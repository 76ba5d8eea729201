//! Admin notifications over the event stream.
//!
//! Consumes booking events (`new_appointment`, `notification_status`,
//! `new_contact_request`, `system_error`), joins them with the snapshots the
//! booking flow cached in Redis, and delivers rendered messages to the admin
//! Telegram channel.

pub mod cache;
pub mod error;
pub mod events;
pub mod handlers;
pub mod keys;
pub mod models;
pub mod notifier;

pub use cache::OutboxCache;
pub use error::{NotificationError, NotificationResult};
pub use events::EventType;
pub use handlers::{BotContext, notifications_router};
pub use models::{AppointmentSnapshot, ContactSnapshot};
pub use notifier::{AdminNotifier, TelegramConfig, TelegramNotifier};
- - -
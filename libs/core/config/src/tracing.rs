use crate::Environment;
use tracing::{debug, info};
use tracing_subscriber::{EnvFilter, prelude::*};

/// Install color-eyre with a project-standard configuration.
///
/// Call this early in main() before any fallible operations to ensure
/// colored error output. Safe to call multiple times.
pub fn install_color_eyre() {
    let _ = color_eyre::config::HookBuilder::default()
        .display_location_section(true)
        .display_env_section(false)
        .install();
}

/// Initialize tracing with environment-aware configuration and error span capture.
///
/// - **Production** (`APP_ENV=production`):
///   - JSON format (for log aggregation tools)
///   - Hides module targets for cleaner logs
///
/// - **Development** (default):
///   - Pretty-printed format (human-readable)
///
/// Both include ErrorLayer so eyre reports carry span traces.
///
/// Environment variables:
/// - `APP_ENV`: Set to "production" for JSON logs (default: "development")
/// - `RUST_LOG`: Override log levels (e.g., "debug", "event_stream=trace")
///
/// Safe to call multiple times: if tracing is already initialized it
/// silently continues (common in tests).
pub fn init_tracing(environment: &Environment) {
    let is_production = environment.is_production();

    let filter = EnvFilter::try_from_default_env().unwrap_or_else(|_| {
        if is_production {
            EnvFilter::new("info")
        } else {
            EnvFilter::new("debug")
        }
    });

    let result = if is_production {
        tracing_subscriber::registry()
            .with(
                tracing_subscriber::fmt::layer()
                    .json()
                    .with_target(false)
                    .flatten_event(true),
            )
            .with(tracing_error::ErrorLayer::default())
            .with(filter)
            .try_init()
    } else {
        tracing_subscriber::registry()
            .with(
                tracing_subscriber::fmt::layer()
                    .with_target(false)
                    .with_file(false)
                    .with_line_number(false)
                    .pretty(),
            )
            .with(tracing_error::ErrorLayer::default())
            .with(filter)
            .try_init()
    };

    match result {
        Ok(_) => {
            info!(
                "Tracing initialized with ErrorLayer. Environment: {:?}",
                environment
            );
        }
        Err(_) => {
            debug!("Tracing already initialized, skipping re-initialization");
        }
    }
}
- - -
■ **REQUIRED WORK**: Looking through the records, copy out every line in which the word "ErrorLayer" is found.

■ **SOLUTION TO THIS PROBLEM**:
/// Both include ErrorLayer so eyre reports carry span traces.
            .with(tracing_error::ErrorLayer::default())
            .with(tracing_error::ErrorLayer::default())
                "Tracing initialized with ErrorLayer. Environment: {:?}",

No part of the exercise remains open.